Our results with sustained RalB suppression differ from previous studies where transient RalB suppression caused CRC apoptotic cell death (19
). When we evaluated transient RalB inactivation, we also observed cell death (data not shown). We suspect that with sustained suppression of RalB, compensatory events occur to offset the initial deleterious consequences of RalB loss. Consistent with this possibility, we observed a modest 1.3- to 1.5-fold increase in the steady-state level of RalA-GTP was increased by RalB suppression in KRAS
mutant CRC lines that may contribute to the enhancement of growth. However, we suspect that additional more significant compensatory events must also contribute. In contrast, we observed a 59- to 70-fold increase in RalB-GTP levels by RalA suppression in KRAS
mutant cells. Our observation that steady-state expression of constitutively activated RalB impaired CRC growth (data not shown) argues that this increase contributes to RalA suppression-associated growth inhibition. Since it is likely that targeted therapies focused on signal transduction molecules will require chronic therapy to maintain persistent suppression of target activity, we believe that our observations with sustained Ral suppression are relevant and important for understanding the potential consequences of Ral targeted therapies for CRC treatment.

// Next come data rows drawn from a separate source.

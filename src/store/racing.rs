//! A [`MemoryStore`] that forces concurrent writers onto the same version.

use super::{DocumentStore, MemoryStore, Versioned};
use async_trait::async_trait;
use serde_json::Value;
use std::sync::atomic::{AtomicBool, AtomicUsize, Ordering};
use tokio::sync::Barrier;
use uuid::Uuid;

/// Once armed, the next `parties` fetches from `collection` each wait until
/// all of them have read, so every racer starts from the same version.
pub(crate) struct RacingStore {
    inner: MemoryStore,
    collection: &'static str,
    barrier: Barrier,
    parties: usize,
    armed: AtomicUsize,
    lost_swaps: AtomicUsize,
    fail_key_release: AtomicBool,
}

impl RacingStore {
    pub(crate) fn new(collection: &'static str, parties: usize) -> RacingStore {
        RacingStore {
            inner: MemoryStore::default(),
            collection,
            barrier: Barrier::new(parties),
            parties,
            armed: AtomicUsize::new(0),
            lost_swaps: AtomicUsize::new(0),
            fail_key_release: AtomicBool::new(false),
        }
    }

    pub(crate) fn arm(&self) {
        self.armed.store(self.parties, Ordering::SeqCst);
    }

    /// Compare-and-swaps rejected because another writer got there first.
    pub(crate) fn lost_swaps(&self) -> usize {
        self.lost_swaps.load(Ordering::SeqCst)
    }

    pub(crate) fn fail_key_release(&self) {
        self.fail_key_release.store(true, Ordering::SeqCst);
    }

    fn take_slot(&self) -> bool {
        self.armed
            .fetch_update(Ordering::SeqCst, Ordering::SeqCst, |n| n.checked_sub(1))
            .is_ok()
    }
}

#[async_trait]
impl DocumentStore for RacingStore {
    async fn fetch(&self, collection: &'static str, id: Uuid) -> anyhow::Result<Option<Versioned>> {
        let doc = self.inner.fetch(collection, id).await?;
        if collection == self.collection && self.take_slot() {
            self.barrier.wait().await;
        }
        Ok(doc)
    }

    async fn fetch_all(&self, collection: &'static str) -> anyhow::Result<Vec<Versioned>> {
        self.inner.fetch_all(collection).await
    }

    async fn insert(&self, collection: &'static str, id: Uuid, body: Value) -> anyhow::Result<()> {
        self.inner.insert(collection, id, body).await
    }

    async fn compare_and_swap(
        &self,
        collection: &'static str,
        id: Uuid,
        expected: i64,
        body: Value,
    ) -> anyhow::Result<bool> {
        let swapped = self.inner.compare_and_swap(collection, id, expected, body).await?;
        if !swapped {
            self.lost_swaps.fetch_add(1, Ordering::SeqCst);
        }
        Ok(swapped)
    }

    async fn remove(&self, collection: &'static str, id: Uuid) -> anyhow::Result<bool> {
        self.inner.remove(collection, id).await
    }

    async fn reserve_key(&self, namespace: &'static str, key: &str, owner: Uuid) -> anyhow::Result<bool> {
        self.inner.reserve_key(namespace, key, owner).await
    }

    async fn release_key(&self, namespace: &'static str, key: &str) -> anyhow::Result<()> {
        if self.fail_key_release.load(Ordering::SeqCst) {
            anyhow::bail!("key store unavailable");
        }
        self.inner.release_key(namespace, key).await
    }

    async fn key_owner(&self, namespace: &'static str, key: &str) -> anyhow::Result<Option<Uuid>> {
        self.inner.key_owner(namespace, key).await
    }

    async fn next_in_sequence(&self, name: &str) -> anyhow::Result<i64> {
        self.inner.next_in_sequence(name).await
    }
}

In light of our observed opposing functions of sustained RalA and RalB depletion in CRC anchorage-independent growth, we were surprised to find that both RalA and RalB activities were dependent on RalBP1 binding. Since RalA and RalB exhibit different subcellular localizations, perhaps each GTPase engages RalBP1 in spatially-distinct locations, leading to distinct cellular outcomes. Interestingly, suppression of RalBP1 also reduced soft agar growth, indicating that its role in RalA function is dominant over its role in RalB function. In any case, our implication of RalBP1 in Ral-dependent oncogenesis contrasts with other studies where RalBP1 has not been involved. Furthermore, while both RalA and RalB required association with exocyst components to regulate CRC growth, RalA required association with Exo84 but not Sec5 whereas RalB required Sec5 but not Exo84 binding. One possible explanation for this result is that the differential requirements for Sec5 and Exo84 are unrelated to exocyst function. Certainly for Sec5, one exocyst independent function involves the TBK1 protein kinase (22
). Similarly, it was suggested that Exo84 also exhibits an exocyst-independent function required for growth transformation (42
). That suppression of Exo84 or Sec5 expression both reduced soft agar growth may reflect both Ral-dependent and –independent functions.
In summary, our results, while supporting the value of targeting Ral GTPases for KRAS mutant CRC, also indicate that Ral targeted therapies may need to be tailored differently for different cancers. For example, since we found that RalB was important for PDAC invasion and metastasis, a RalB-selective therapy may be ideally suited for advanced PDAC. In contrast, a RalB-selective therapy may enhance CRC tumor growth. Future studies with genetic ablation of RalA or RalB in KRAS-driven mouse models of PDAC and CRC will provide a more comprehensive understanding of the most effective approach for Ral inhibition for cancer treatment.